Thank you Stephen Darragh. The DVS is such a recent phenomenon that many consumers/customers would have signed up before DVS came into widespread availability.
By the way SD, are you suggesting that Optus and other credit providers should quickly change their records to utilise DVS (or what ever comes next) as soon as possible?
Thank you. That is exactly what I was wondering. As for ‘I’ve deleted the data’, it’s one of the Great Lies, such as ‘it’s in the mail’, ‘an operator will be with you shortly, and what’s politely known as ‘I’ll respect you in the morning’.
And why would Optus need drivers licence details? The only company I am aware of that has sought details of my drivers licence is the one with which I have car insurance. Otherwise my most likely use of my drivers licence is to identify myself at the PO when I go to collect a parcel.
I am genuinely quite puzzled by this. What use are the details of my drivers licence to any hacker?
The drivers licence shows your date of birth.
Thanks. I did not think of that.
My d-o-b is not something I think of as highly confidential information. My son, ex-husband, siblings, nieces and nephews, contemporaries I went to school with, plus friends, colleagues and neighbours who have been invited to celebrations of significant birthdays could all know those numbers.
Also on FB?
You may wish to reconsider what someone could do with some basic information that ‘only you would know’. Not all hacks are technical, a lot of them are people convincing others, under false pretence, to open all the doors for them.
Combined with multiple other documents, a drivers license is also part of the way you identify yourself to banks, service providers and many other business let alone the old GPO.
Dear everyone (media, commentators, bloggers, etc): stop asking why this sort of data is retained! This data is collected because payment of a phone/internet service is treated as a financial product (apologies for my inaccurate wordage) being “credit”.
Therefore, because the service is provided on a credit arrangement, then the Proof of Identity requirements are even more rigorous.

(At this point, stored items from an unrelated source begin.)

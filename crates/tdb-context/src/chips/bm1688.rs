//! BM1688.

use tdb_target::{CmdQueue, MType, MemRegion, RecordDecoder, Target};

use super::{ChipTables, Lanes, GIB, KIB, MIB};
use crate::contract::ChipContract;
use crate::merge::MergeRule;
use crate::registry::ChipRegistration;

pub const REGISTRATION: ChipRegistration = ChipRegistration {
    target: Target::Bm1688,
    construct,
};

fn construct() -> tdb_target::Result<Box<dyn ChipContract>> {
    Ok(Box::new(Bm1688::new()?))
}

const MERGE: MergeRule = MergeRule {
    primary: CmdQueue::Dma,
    strip_trailing_sys: true,
};

#[derive(Debug)]
pub struct Bm1688 {
    tables: ChipTables,
}

impl Bm1688 {
    pub fn new() -> tdb_target::Result<Self> {
        let tables = ChipTables::new(
            &[
                (MType::Local, MemRegion::new(0x2500_0000, 4 * MIB)),
                (MType::Static, MemRegion::new(0x2540_0000, 64 * KIB)),
                (MType::L2Sram, MemRegion::new(0x2600_0000, 8 * MIB)),
                (MType::Global, MemRegion::new(0x1_0000_0000, 4 * GIB)),
            ],
            Lanes {
                npu_num: 32,
                align_eu_base: 32,
                lane_bytes: 128 * KIB,
            },
            Some(15),
            Some(6),
            RecordDecoder::new(128, 128),
        )?;
        Ok(Self { tables })
    }
}

table_chip!(Bm1688, target: Target::Bm1688, merge: MERGE);

#[cfg(test)]
mod tests {
    use super::*;
    use tdb_target::{DType, Layout, MemRef, TargetError, TpuCmd};

    fn chip() -> Bm1688 {
        Bm1688::new().unwrap()
    }

    #[test]
    fn classify_regions() {
        let c = chip();
        assert_eq!(c.classify_address(0x2500_0000).unwrap(), MType::Local);
        assert_eq!(c.classify_address(0x2540_0000).unwrap(), MType::Static);
        assert_eq!(c.classify_address(0x2600_0040).unwrap(), MType::L2Sram);
        assert_eq!(c.classify_address(0x1_8000_0000).unwrap(), MType::Global);
        assert!(matches!(
            c.classify_address(0x2541_0000),
            Err(TargetError::AddressUnmapped { .. })
        ));
    }

    #[test]
    fn lane_offset_widens_stride() {
        let c = chip();
        // starts on lane 31, so 2 channels span two lane rounds
        let m = MemRef::new(
            0x2500_0000 + 31 * 128 * KIB,
            vec![1, 2, 2, 2],
            DType::Int8,
            Layout::Compact,
        );
        assert_eq!(c.local_layout_to_stride(&m).unwrap(), vec![8, 4, 2, 1]);
    }

    #[test]
    fn inner_sys_is_a_barrier() {
        let c = chip();
        let tiu = vec![TpuCmd::tiu(1, 0, 0), TpuCmd::tiu(2, 0, 15), TpuCmd::tiu(3, 1, 0)];
        let dma = vec![TpuCmd::dma(1, 1, 6), TpuCmd::dma(2, 0, 0)];
        let merged = c.merge_instruction(tiu, dma);
        let ids: Vec<_> = merged.iter().map(|cmd| (cmd.queue, cmd.cmd_id)).collect();
        // DMA leads, so its sync closes the first round ahead of TIU's
        assert_eq!(
            ids,
            [
                (CmdQueue::Tiu, 1),
                (CmdQueue::Dma, 1),
                (CmdQueue::Tiu, 2),
                (CmdQueue::Tiu, 3),
                (CmdQueue::Dma, 2),
            ]
        );
    }
}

Believe the word of a thief? Nor would I believe what line the Optus CEO is currently running.
Why did Optus’s Chief Security Information Officer leave the company approximately a month ago? Disenchanted, perhaps…
Probably because he told them what they needed to do to fix problem,& they wouldn’t listen. It cost too much !
I think one of the questions that will need to be asked is why private businesses are requiring and and then hoarding things like medicare and drivers licence numbers – just so we can use a phone? The phone box (if you can find one now) looks a lot more secure.
“Productivity”? “Executive remuneration”? “Accountability”?
Optus executives repeatedly opposed changes to those advocating they adopt privacy and security measures, throwing up their own “significant hurdles and costs” to those that wanted those sort of measures introduced :- so how “productive” have those executive decisions proved?
Will that effect their “productivity packages”?
I think we can assume anything provided to establish identity has been compromised. Why would a data thief stop at only two types of identification, unless the other ID was stored separately, which is unlikely.
I want to know how drivers licence issuing bodies are going to establish that it’s the licence holder seeking a new licence, and not the data thief, or someone to whom they’ve given/sold the data.